In an optional embodiment, S270 corresponds to or is similar to S130 shown in FIG. 1 of the above embodiment, and will not be repeated in the present embodiment.

In another optional embodiment, the screening, based on an object weight and a sample mutation vector set in each object feature set, the preset classification object set to obtain a target classification object set includes: adding a preset classification object having the greatest object weight in the preset classification object set to a current screened classification object set; adding at least one preset classification object that does not exist in the current screened classification object set to the current screened classification object set to obtain at least one current reference classification object set; and screening, based on each current reference classification object set and at least two sample mutation vector sets, the preset classification object set to obtain the target classification object set.

For example, assuming that the preset classification object set includes drug resistance gene A, drug resistance gene B, drug resistance gene C, and drug resistance gene D, and the current screening classification object set is [drug resistance gene A drug resistance gene B]. Correspondingly, each reference classification object includes drug resistance gene C and drug resistance gene D, in which case each current reference classification object set includes [drug resistance gene A drug resistance gene B drug resistance gene C] and [drug resistance gene A drug resistance gene B drug resistance gene D].

Based on the above embodiments, optionally, the screening, based on each current reference classification object set and at least two sample mutation vector sets, the preset classification object set to obtain the target classification object set includes: training, for each current reference classification object set, based on a sample mutation vector set separately corresponding to at least one preset classification object in the current reference classification object set, a second initial model to obtain a current second target model; acquiring previous second classification performance of a previous second target model corresponding to a previous screened classification object set in a previous iteration step; determining, based on the previous second classification performance and current second classification performance separately corresponding to at least one current second target model, a next screened classification object set, and using the next screened classification object set as the current screened classification object set; iteratively performing the step of adding at least one preset classification object that does not exist in the current screened classification object set to the current screened classification object set to obtain at least one current reference classification object set; and using, until each current second classification performance is not better than the previous second classification performance, the current screened classification object set as the target classification object set.

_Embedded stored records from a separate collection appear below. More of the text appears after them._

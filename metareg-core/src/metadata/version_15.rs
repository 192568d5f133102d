// Copyright 2019-2021 Parity Technologies (UK) Ltd.
// This file is part of metareg.
//
// metareg is free software: you can redistribute it and/or modify
// it under the terms of the GNU General Public License as published by
// the Free Software Foundation, either version 3 of the License, or
// (at your option) any later version.
//
// metareg is distributed in the hope that it will be useful,
// but WITHOUT ANY WARRANTY; without even the implied warranty of
// MERCHANTABILITY or FITNESS FOR A PARTICULAR PURPOSE.  See the
// GNU General Public License for more details.
//
// You should have received a copy of the GNU General Public License
// along with metareg.  If not, see <http://www.gnu.org/licenses/>.

use super::version_14::hasher;
use super::{
	ConstantMetadata, ExtrinsicMetadata, Metadata, MetadataError, OuterEnums, PalletMetadata, PalletStorage,
	RuntimeApiMetadata, RuntimeApiMethodMetadata, RuntimeApiParam, SignedExtensionMetadata, StorageEntryMetadata,
	StorageEntryModifier, StorageEntryType,
};
use crate::lookup::Lookup;
use frame_metadata::v15::{self, RuntimeMetadataV15};
use scale_info::form::PortableForm;

/// Decode V15 metadata into our general Metadata struct. Unlike V14, the extrinsic
/// parts, runtime APIs and outer enums are all spelled out.
pub fn decode(meta: RuntimeMetadataV15) -> Result<Metadata, MetadataError> {
	let types = Lookup::from_portable(&meta.types)?;
	let pallets = meta.pallets.into_iter().map(pallet).collect();

	let ext = meta.extrinsic;
	let extrinsic = ExtrinsicMetadata {
		version: ext.version,
		address_ty: Some(ext.address_ty.id.into()),
		call_ty: Some(ext.call_ty.id.into()),
		signature_ty: Some(ext.signature_ty.id.into()),
		extra_ty: Some(ext.extra_ty.id.into()),
		signed_extensions: ext
			.signed_extensions
			.into_iter()
			.map(|s| SignedExtensionMetadata {
				identifier: s.identifier,
				ty: s.ty.id.into(),
				additional_signed: s.additional_signed.id.into(),
			})
			.collect(),
	};

	let apis = meta.apis.into_iter().map(runtime_api).collect();
	let outer_enums = OuterEnums {
		call: Some(meta.outer_enums.call_enum_ty.id.into()),
		event: Some(meta.outer_enums.event_enum_ty.id.into()),
		error: Some(meta.outer_enums.error_enum_ty.id.into()),
	};

	Metadata::from_parts(15, types, pallets, extrinsic, apis, outer_enums)
}

fn pallet(pallet: v15::PalletMetadata<PortableForm>) -> PalletMetadata {
	PalletMetadata {
		name: pallet.name,
		index: pallet.index,
		event_index: pallet.index,
		storage: pallet.storage.map(|s| PalletStorage {
			prefix: s.prefix,
			entries: s.entries.into_iter().map(storage_entry).collect(),
		}),
		calls: pallet.calls.map(|c| c.ty.id.into()),
		event: pallet.event.map(|e| e.ty.id.into()),
		error: pallet.error.map(|e| e.ty.id.into()),
		constants: pallet
			.constants
			.into_iter()
			.map(|c| ConstantMetadata { name: c.name, ty: c.ty.id.into(), value: c.value, docs: c.docs })
			.collect(),
		docs: pallet.docs,
	}
}

fn storage_entry(entry: v15::StorageEntryMetadata<PortableForm>) -> StorageEntryMetadata {
	let ty = match entry.ty {
		v15::StorageEntryType::Plain(ty) => StorageEntryType::Plain(ty.id.into()),
		v15::StorageEntryType::Map { hashers, key, value } => StorageEntryType::Map {
			hashers: hashers.iter().map(hasher).collect(),
			key: key.id.into(),
			value: value.id.into(),
		},
	};
	let modifier = match entry.modifier {
		v15::StorageEntryModifier::Optional => StorageEntryModifier::Optional,
		v15::StorageEntryModifier::Default => StorageEntryModifier::Default,
	};
	StorageEntryMetadata { name: entry.name, modifier, ty, default: entry.default, docs: entry.docs }
}

fn runtime_api(api: v15::RuntimeApiMetadata<PortableForm>) -> RuntimeApiMetadata {
	RuntimeApiMetadata {
		name: api.name,
		methods: api
			.methods
			.into_iter()
			.map(|m| RuntimeApiMethodMetadata {
				name: m.name,
				inputs: m.inputs.into_iter().map(|i| RuntimeApiParam { name: i.name, ty: i.ty.id.into() }).collect(),
				output: m.output.id.into(),
				docs: m.docs,
			})
			.collect(),
		docs: api.docs,
	}
}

Specifically, a training method for the second initial model is the same as or similar to the training method for the first initial model in the above embodiments, and will not be repeated herein in the present embodiment.

Specifically, the determining, based on the previous second classification performance and current second classification performance separately corresponding to at least one current second target model, a next screened classification object set includes: using the best current second classification performance as reference second classification performance; and using, if the reference second classification performance is better than previous second classification performance, a current reference classification object set corresponding to the reference second classification performance as the next screened classification object set.

FIG. 5 is a flowchart of another method for screening a preset classification object set provided by an embodiment of the present invention. FIG. 5 uses the preset classification object set being a preset drug resistance gene as an example. The preset classification object set includes four drug resistance genes, denoted as Sort_0={gene1, gene2, gene3, gene4}. In the i-th iteration step, k reference drug resistance genes, which are genei to genej, respectively, are each added to a screened classification object set Volume_i−1 obtained in the (i−1)-th iteration step, resulting in k reference classification object sets, which are Volume_i_1 to Volume_i_k, respectively. For each reference classification object set, an SVM model is trained based on at least one sample mutation vector set corresponding to the reference classification object set and the drug resistance label of each strain sample to obtain a current second target model. A second target model with the best current second classification performance in k current second target models, which are SVM_i_1 to SVM_i_k, respectively, is acquired, and it is determined whether reference second classification performance of the reference second target model SVM_i_m is better than previous second classification performance of a previous second target model SVM_i−1. If not, the screened classification object set Volume_i−1 obtained in the (i−1)-th iteration step is used as a target classification object set Target_object. If yes, the reference second target model SVM_i_m is used as a second target model SVM_i corresponding to the i-th iteration step, and a current reference classification object set Volume_i_m corresponding to the reference second target model SVM_i_m is used as a screened classification object set Volume_i corresponding to the i-th iteration step, and i=i+1 is set and a next iteration step is started.

S280. Constructing in the drug resistance database, based on at least one target classification object set, a standard drug resistance mutation information set corresponding to the target drug.

S280 in the present embodiment corresponds to or is similar to S140 shown in FIG. 1 of the above embodiment, and will not be repeated in the present embodiment.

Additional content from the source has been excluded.